I adore natural light- the way it streams in through windows, casting shadows as it flickers and flits about. As someone who gets easily burnt, I don’t like direct light however; for me it’s as much about the shadows it casts as it is about the sunlight itself. Summer light is far too strong, but the light that’s cast through the trees and the windows in the spring is just right. Light tells an emotion; light tells a story.
Most of my life, I’ve been fascinated with faces and drawing and painting people. It wasn’t until I started really working with photography that I realized how beautiful light was. Still- life pieces were relatively boring until I started photographing food. I’ve realized that while I can stage a photo with a proper subject and nice lines of movement, most of my favorite photos have come from shots that happened after.
I try to anticipate that now- often times photographing before with the planned shot and then preparing to photograph while I’m eating the meal as things get messed up and moved around and I rearrange settings and objects. This probably means I’m not the best at actually doing set design, but I’m quite ok with that.
Whenever possible, I try to photograph in natural light so when I planned on shooting for this, I got everything ready so I could shoot at just the right time. I set everything up and got some nice shots. As I brought everything inside, and set things down on the table, I looked at it and realized I had, what I thought to be a much better shot.
What do you think?
Either way, I like both sets of photos each in their own way.
I’ve been working more to really eat as seasonally and locally as possible. In the fall and winter though, tubers and various root vegetables can eventually get tiresome. I didn’t realize how much I was itching for spring weather until I started seeing sunchokes (aka Jerusalem Artichokes) late last month. These crunchy, nutty tubers make for a nice transition into the warmer weather.
As you may have noticed in some of my posts over the last few months, I’ve really been carbing it up. I’ve been doing a lot of baking, a lot of sweets and lots and lots of flour and it’s really started taking a toll on my body and how I’ve been feeling.

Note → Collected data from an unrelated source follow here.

//! Debounced draft saver.
//!
//! One [`DraftSaver`] is bound to one form. It owns the quiet-period
//! countdown, the in-flight flag and the form accessor, and runs as a single
//! tokio task:
//!
//! ```text
//! field_changed() ──► Command::FieldChanged ──► countdown.arm()
//!                                                    │ quiet period
//!                                                    ▼
//!                                   in flight? ── yes ──► drop trigger
//!                                        │ no
//!                                        ▼
//!                      snapshot ──► spawn endpoint.save() ──► Completion
//!                                                                 │
//! submit(intent) ──► Command::Submit ──► countdown.cancel()       ▼
//!                 │                                        SaveReport channel
//!                 ├─ idle:      issue immediately
//!                 └─ in flight: issue as soon as the current request completes
//! ```
//!
//! At most one request is in flight, and every snapshot is captured when its
//! request is issued, so requests reach the endpoint in increasing recency.
//! A save task that panics is reported as a network failure so the saver
//! never stays stuck in flight.

use std::sync::atomic::{AtomicBool, AtomicU64, Ordering};
use std::sync::Arc;
use std::time::Duration;

use serde::{Deserialize, Serialize};
use tokio::sync::mpsc;
use tokio::task::{JoinError, JoinHandle, JoinSet};
use tokio_util::sync::CancellationToken;
use tracing::{debug, info, trace, warn, Instrument};

use crate::countdown::Countdown;
use crate::endpoint::SaveEndpoint;
use crate::error::SaveError;
use crate::form::FormSource;
use crate::request::{FormId, SaveKind, SaveOutcome, SaveReport, SaveRequest, SubmitIntent};
use crate::validate;

/// Editing surface a form lives on. Each has its own default quiet period.
#[derive(Debug, Clone, Copy, Default, PartialEq, Eq, Serialize, Deserialize)]
#[serde(rename_all = "lowercase")]
pub enum Surface {
    /// Editor review screens
    Editor,
    /// Publisher authoring screens
    #[default]
    Publisher,
}

impl Surface {
    pub fn default_quiet_period(self) -> Duration {
        match self {
            Surface::Editor => Duration::from_secs(3),
            Surface::Publisher => Duration::from_secs(5),
        }
    }
}

/// Configuration for a single saver.
#[derive(Debug, Clone, PartialEq, Eq)]
pub struct SaverConfig {
    /// Time without edits before an auto-save is issued
    pub quiet_period: Duration,

    /// Run the submit checks before sending an explicit submit
    pub validate_on_submit: bool,
}

impl SaverConfig {
    pub fn for_surface(surface: Surface) -> Self {
        Self {
            quiet_period: surface.default_quiet_period(),
            validate_on_submit: false,
        }
    }

    pub fn with_quiet_period(quiet_period: Duration) -> Self {
        Self {
            quiet_period,
            validate_on_submit: false,
        }
    }
}

impl Default for SaverConfig {
    fn default() -> Self {
        Self::for_surface(Surface::default())
    }
}

/// Point-in-time counters for a saver.
#[derive(Debug, Clone, Copy, Default, PartialEq, Eq, Serialize)]
pub struct SaverStats {
    /// Requests handed to the endpoint
    pub issued: u64,
    /// Quiet periods that elapsed while a request was in flight
    pub suppressed: u64,
    pub succeeded: u64,
    pub failed: u64,
}

#[derive(Default)]
struct Counters {
    issued: AtomicU64,
    suppressed: AtomicU64,
    succeeded: AtomicU64,
    failed: AtomicU64,
}

impl Counters {
    fn load(&self) -> SaverStats {
        SaverStats {
            issued: self.issued.load(Ordering::Relaxed),
            suppressed: self.suppressed.load(Ordering::Relaxed),
            succeeded: self.succeeded.load(Ordering::Relaxed),
            failed: self.failed.load(Ordering::Relaxed),
        }
    }
}

#[derive(Debug, Clone, Copy)]
enum Command {
    FieldChanged,
    Submit(SubmitIntent),
}

/// Returned by the save task when the endpoint answers.
struct Completion {
    seq: u64,
    kind: SaveKind,
    outcome: SaveOutcome,
}

/// Receiving side of a saver's outcome notifications.
pub type SaveReports = mpsc::UnboundedReceiver<SaveReport>;

/// Handle to a running saver.
///
/// Dropping the handle stops the saver once any in-flight request completes.
pub struct DraftSaver {
    form_id: FormId,
    commands: mpsc::UnboundedSender<Command>,
    counters: Arc<Counters>,
    in_flight: Arc<AtomicBool>,
    shutdown: CancellationToken,
    task: JoinHandle<()>,
}

impl DraftSaver {
    /// Spawn a saver for one form.
    ///
    /// Returns the handle and the channel on which every save outcome is
    /// reported. `shutdown` stops the saver along with anything else bound to
    /// the same token.
    pub fn spawn<S, E>(
        source: S,
        endpoint: Arc<E>,
        config: SaverConfig,
        shutdown: CancellationToken,
    ) -> (Self, SaveReports)
    where
        S: FormSource,
        E: SaveEndpoint + 'static,
    {
        let form_id = FormId::new();
        let (commands_tx, commands_rx) = mpsc::unbounded_channel();
        let (reports_tx, reports_rx) = mpsc::unbounded_channel();
        let counters = Arc::new(Counters::default());
        let in_flight = Arc::new(AtomicBool::new(false));
        let shutdown = shutdown.child_token();

        let worker = SaverTask {
            form_id,
            source,
            endpoint,
            countdown: Countdown::new(config.quiet_period),
            config,
            commands: commands_rx,
            reports: reports_tx,
            saves: JoinSet::new(),
            current: None,
            submit_pending: None,
            next_seq: 1,
            counters: counters.clone(),
            in_flight: in_flight.clone(),
        };

        let task = tokio::spawn(worker.run(shutdown.clone()));

        let saver = Self {
            form_id,
            commands: commands_tx,
            counters,
            in_flight,
            shutdown,
            task,
        };

        (saver, reports_rx)
    }

    pub fn form_id(&self) -> FormId {
        self.form_id
    }

    /// Record an edit. Restarts the quiet period.
    pub fn field_changed(&self) {
        self.send(Command::FieldChanged);
    }

    /// Save now, superseding any scheduled auto-save.
    pub fn submit(&self, intent: SubmitIntent) {
        self.send(Command::Submit(intent));
    }

    pub fn is_in_flight(&self) -> bool {
        self.in_flight.load(Ordering::Acquire)
    }

    pub fn stats(&self) -> SaverStats {
        self.counters.load()
    }

    /// Stop the saver, waiting for any in-flight request to be reported.
    ///
    /// A scheduled auto-save that has not fired yet is discarded.
    pub async fn shutdown(self) {
        self.shutdown.cancel();
        if let Err(e) = self.task.await {
            warn!(form_id = %self.form_id, error = %e, "Saver task ended abnormally");
        }
    }

    fn send(&self, command: Command) {
        if self.commands.send(command).is_err() {
            warn!(form_id = %self.form_id, ?command, "Saver is no longer running, ignoring event");
        }
    }
}

/// The request currently awaiting an answer.
struct InFlight {
    seq: u64,
    kind: SaveKind,
    issued_at: tokio::time::Instant,
}

struct SaverTask<S, E> {
    form_id: FormId,
    source: S,
    endpoint: Arc<E>,
    config: SaverConfig,
    countdown: Countdown,
    commands: mpsc::UnboundedReceiver<Command>,
    reports: mpsc::UnboundedSender<SaveReport>,
    /// Holds the in-flight save task, if any
    saves: JoinSet<Completion>,
    current: Option<InFlight>,
    /// Latest submit received while a save was in flight
    submit_pending: Option<SubmitIntent>,
    next_seq: u64,
    counters: Arc<Counters>,
    in_flight: Arc<AtomicBool>,
}

impl<S, E> SaverTask<S, E>
where
    S: FormSource,
    E: SaveEndpoint + 'static,
{
    #[tracing::instrument(skip_all, fields(form_id = %self.form_id))]
    async fn run(mut self, shutdown: CancellationToken) {
        info!(quiet_period = ?self.config.quiet_period, "Draft saver started");

        loop {
            tokio::select! {
                biased;

                _ = shutdown.cancelled() => {
                    debug!("Shutdown requested");
                    break;
                }

                Some(joined) = self.saves.join_next() => self.joined(joined),

                command = self.commands.recv() => match command {
                    Some(Command::FieldChanged) => {
                        trace!("Field changed, restarting quiet period");
                        self.countdown.arm();
                    }
                    Some(Command::Submit(intent)) => self.submit(intent),
                    None => {
                        debug!("Saver handle dropped");
                        break;
                    }
                },

                _ = self.countdown.elapsed(), if self.countdown.is_armed() => self.quiet_period_elapsed(),
            }
        }

        if self.countdown.cancel() {
            debug!("Discarding scheduled auto-save on shutdown");
        }

        // Completing may issue a deferred submit, so keep going until idle.
        while let Some(joined) = self.saves.join_next().await {
            self.joined(joined);
        }

        info!(stats = ?self.counters.load(), "Draft saver stopped");
    }

    fn quiet_period_elapsed(&mut self) {
        if let Some(current) = &self.current {
            self.counters.suppressed.fetch_add(1, Ordering::Relaxed);
            debug!(in_flight_seq = current.seq, "Quiet period elapsed while a save is in flight, dropping auto-save");
            return;
        }

        self.issue(SaveKind::AutoSave);
    }

    fn submit(&mut self, intent: SubmitIntent) {
        if self.countdown.cancel() {
            debug!("Explicit submit supersedes scheduled auto-save");
        }

        if let Some(current) = &self.current {
            debug!(in_flight_seq = current.seq, ?intent, "Save in flight, submit will follow its completion");
            self.submit_pending = Some(intent);
            return;
        }

        self.issue(SaveKind::Submit(intent));
    }

    fn issue(&mut self, kind: SaveKind) {
        let seq = self.next_seq;
        self.next_seq += 1;

        let snapshot = self.source.snapshot();

        if !kind.is_auto_save() && self.config.validate_on_submit {
            if let Err(errors) = validate::validate_for_submit(&snapshot) {
                debug!(seq, invalid_fields = errors.len(), "Submit refused by form checks");
                self.counters.failed.fetch_add(1, Ordering::Relaxed);
                self.report(seq, kind, Err(SaveError::Invalid(errors)));
                return;
            }
        }

        let request = SaveRequest {
            form_id: self.form_id,
            seq,
            kind,
            snapshot,
        };

        self.current = Some(InFlight {
            seq,
            kind,
            issued_at: tokio::time::Instant::now(),
        });
        self.in_flight.store(true, Ordering::Release);
        self.counters.issued.fetch_add(1, Ordering::Relaxed);

        info!(seq, %kind, fields = request.snapshot.len(), "Issuing save");

        let endpoint = self.endpoint.clone();
        let span = tracing::info_span!("save", seq, %kind);
        self.saves.spawn(
            async move {
                let outcome = endpoint.save(&request).await;
                Completion {
                    seq: request.seq,
                    kind: request.kind,
                    outcome,
                }
            }
            .instrument(span),
        );
    }

    /// Turn a finished save task into a completion, even if it panicked.
    fn joined(&mut self, joined: Result<Completion, JoinError>) {
        let done = match joined {
            Ok(done) => done,
            Err(e) => {
                let Some(current) = &self.current else {
                    warn!(error = %e, "Save task failed with nothing in flight");
                    return;
                };
                warn!(seq = current.seq, error = %e, "Save task failed before the endpoint answered");
                Completion {
                    seq: current.seq,
                    kind: current.kind,
                    outcome: Err(SaveError::NetworkFailure {
                        message: format!("Save task failed: {e}"),
                    }),
                }
            }
        };
        self.complete(done);
    }

    fn complete(&mut self, done: Completion) {
        match self.current.take() {
            Some(current) if current.seq == done.seq => {
                debug!(
                    seq = done.seq,
                    kind = %current.kind,
                    elapsed_ms = current.issued_at.elapsed().as_millis() as u64,
                    "Save completed"
                );
            }
            other => {
                warn!(seq = done.seq, "Completion does not match the in-flight request");
                self.current = other;
                return;
            }
        }
        self.in_flight.store(false, Ordering::Release);

        match &done.outcome {
            Ok(ack) => {
                self.counters.succeeded.fetch_add(1, Ordering::Relaxed);
                info!(seq = done.seq, saved_at = %ack.saved_at, "Draft saved");
            }
            Err(e) => {
                self.counters.failed.fetch_add(1, Ordering::Relaxed);
                warn!(seq = done.seq, error = %e, "Draft save failed");
            }
        }

        self.report(done.seq, done.kind, done.outcome);

        if let Some(intent) = self.submit_pending.take() {
            // The submit's snapshot covers any edits made while waiting.
            if self.countdown.cancel() {
                debug!("Deferred submit supersedes scheduled auto-save");
            }
            self.issue(SaveKind::Submit(intent));
        }
    }

    fn report(&self, seq: u64, kind: SaveKind, outcome: SaveOutcome) {
        let report = SaveReport {
            form_id: self.form_id,
            seq,
            kind,
            outcome,
        };
        if self.reports.send(report).is_err() {
            trace!(seq, "No one is listening for save reports");
        }
    }
}
use thiserror::Error;

use crate::validate::FieldError;

/// Result type for draftsaver operations.
pub type Result<T> = std::result::Result<T, Error>;

/// Errors raised while setting up or driving a saver.
#[derive(Debug, Error)]
pub enum Error {
    /// Configuration could not be loaded or is inconsistent
    #[error("Invalid configuration: {0}")]
    Config(String),

    /// Attachment was refused before it reached the form
    #[error("Attachment rejected: {0}")]
    Attachment(String),

    /// HTTP client could not be constructed
    #[error("HTTP client error: {0}")]
    Http(#[from] reqwest::Error),

    /// Reading a local file failed
    #[error("I/O error: {0}")]
    Io(#[from] std::io::Error),

    /// A global tracing subscriber was already installed
    #[error("Failed to initialize telemetry: {0}")]
    Telemetry(#[from] tracing_subscriber::util::TryInitError),
}

/// Why a save attempt did not persist the draft.
///
/// Every variant is reported once through the saver's report channel and is
/// never fatal to the editing session.
#[derive(Debug, Clone, Error, PartialEq, Eq)]
pub enum SaveError {
    /// The request never reached the server or no response came back
    #[error("Network failure: {message}")]
    NetworkFailure { message: String },

    /// The server answered but declined the save
    #[error("Save rejected ({}): {reason}", .status.map(|s| s.to_string()).unwrap_or_else(|| "no status".to_string()))]
    Rejected { status: Option<u16>, reason: String },

    /// Client-side checks failed on an explicit submit; nothing was sent
    #[error("Form is incomplete: {} field(s) invalid", .0.len())]
    Invalid(Vec<FieldError>),
}

impl SaveError {
    /// Short message suitable for a transient notification banner.
    pub fn user_message(&self) -> String {
        match self {
            SaveError::NetworkFailure { .. } => "Could not reach the server, your draft was not saved".to_string(),
            SaveError::Rejected { reason, .. } if !reason.is_empty() => reason.clone(),
            SaveError::Rejected { .. } => "The server refused to save this draft".to_string(),
            SaveError::Invalid(_) => "Please fill in all required fields".to_string(),
        }
    }
}
//! Tracing initialization.
//!
//! Installs a `tracing-subscriber` registry with a console fmt layer. Verbosity is taken from
//! `RUST_LOG` and defaults to `info`:
//!
//! ```bash
//! RUST_LOG=draftsaver=debug draftsaver -f draftsaver.yaml
//! ```

use tracing::info;
use tracing_subscriber::layer::SubscriberExt;
use tracing_subscriber::util::SubscriberInitExt;
use tracing_subscriber::EnvFilter;

use crate::error::Result;

/// Initialize tracing for the process.
///
/// Log lines go to stderr so they do not interleave with the interactive
/// output on stdout.
pub fn init_telemetry() -> Result<()> {
    let env_filter = EnvFilter::try_from_default_env().unwrap_or_else(|_| EnvFilter::new("info"));

    tracing_subscriber::registry()
        .with(env_filter)
        .with(tracing_subscriber::fmt::layer().with_writer(std::io::stderr))
        .try_init()?;

    info!("Telemetry initialized");
    Ok(())
}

Late last month I decided it was time that I started working more on my physical health with working out regularly again and getting back to eating more whole foods and really upping my daily veggies.
So, here’s to spring!
Roasted Sunchoke Mash with Sautéed Oyster Mushrooms and Kale
12 oz Sunchokes (approximately 2 1/2 Cups Diced)
2 TBSP Butter, Separated
1/4 Cup Water
2 TBSP Milk
4 oz Oyster Mushrooms
1/2 Bunch of Kale
1 TBSP Low Sodium Soy Sauce
Salt, Pepper (to taste)
Aleppo Pepper, optional
Rinse, peel and finely chop the sunchokes (they should be about 1/2 inch cubes). Add 1 TBSP of butter to a large pan and heat on medium until melted. Add the sunchokes and toss to coat and season with salt and pepper. Stirring frequently so that they don’t burn, cook them for about 10 minutes until the edges brown nicely, then add the water and reduce heat to medium/low and cover. Cook for about 20 minutes, stirring occasionally. Add more water if necessary to keep them from sticking. Once the sunchokes are soft, remove from heat and drain any additional water. Add them to a blender (or use an immersion blender) and blend with milk until smooth.
If they’re fairly large, using your hands, tear the oyster mushrooms into smaller pieces and using a knife, cut the fibrous stalk from the kale and roughly chop it. Rinse kale in water to clean but just slightly shake off the water (you want some water on the leaves to help it steam in the pan). In a large pan, melt 1 TBSP of butter on medium, and toss in the mushrooms. Sauté for 5 minutes until the mushrooms are getting soft. Toss in the chopped kale, soy sauce and season with salt and aleppo pepper as desired and stir frequently.. Once kale has turned bright green and softened down, remove mushrooms and kale from heat.
Serve kale and mushrooms over top of pureed sunchokes.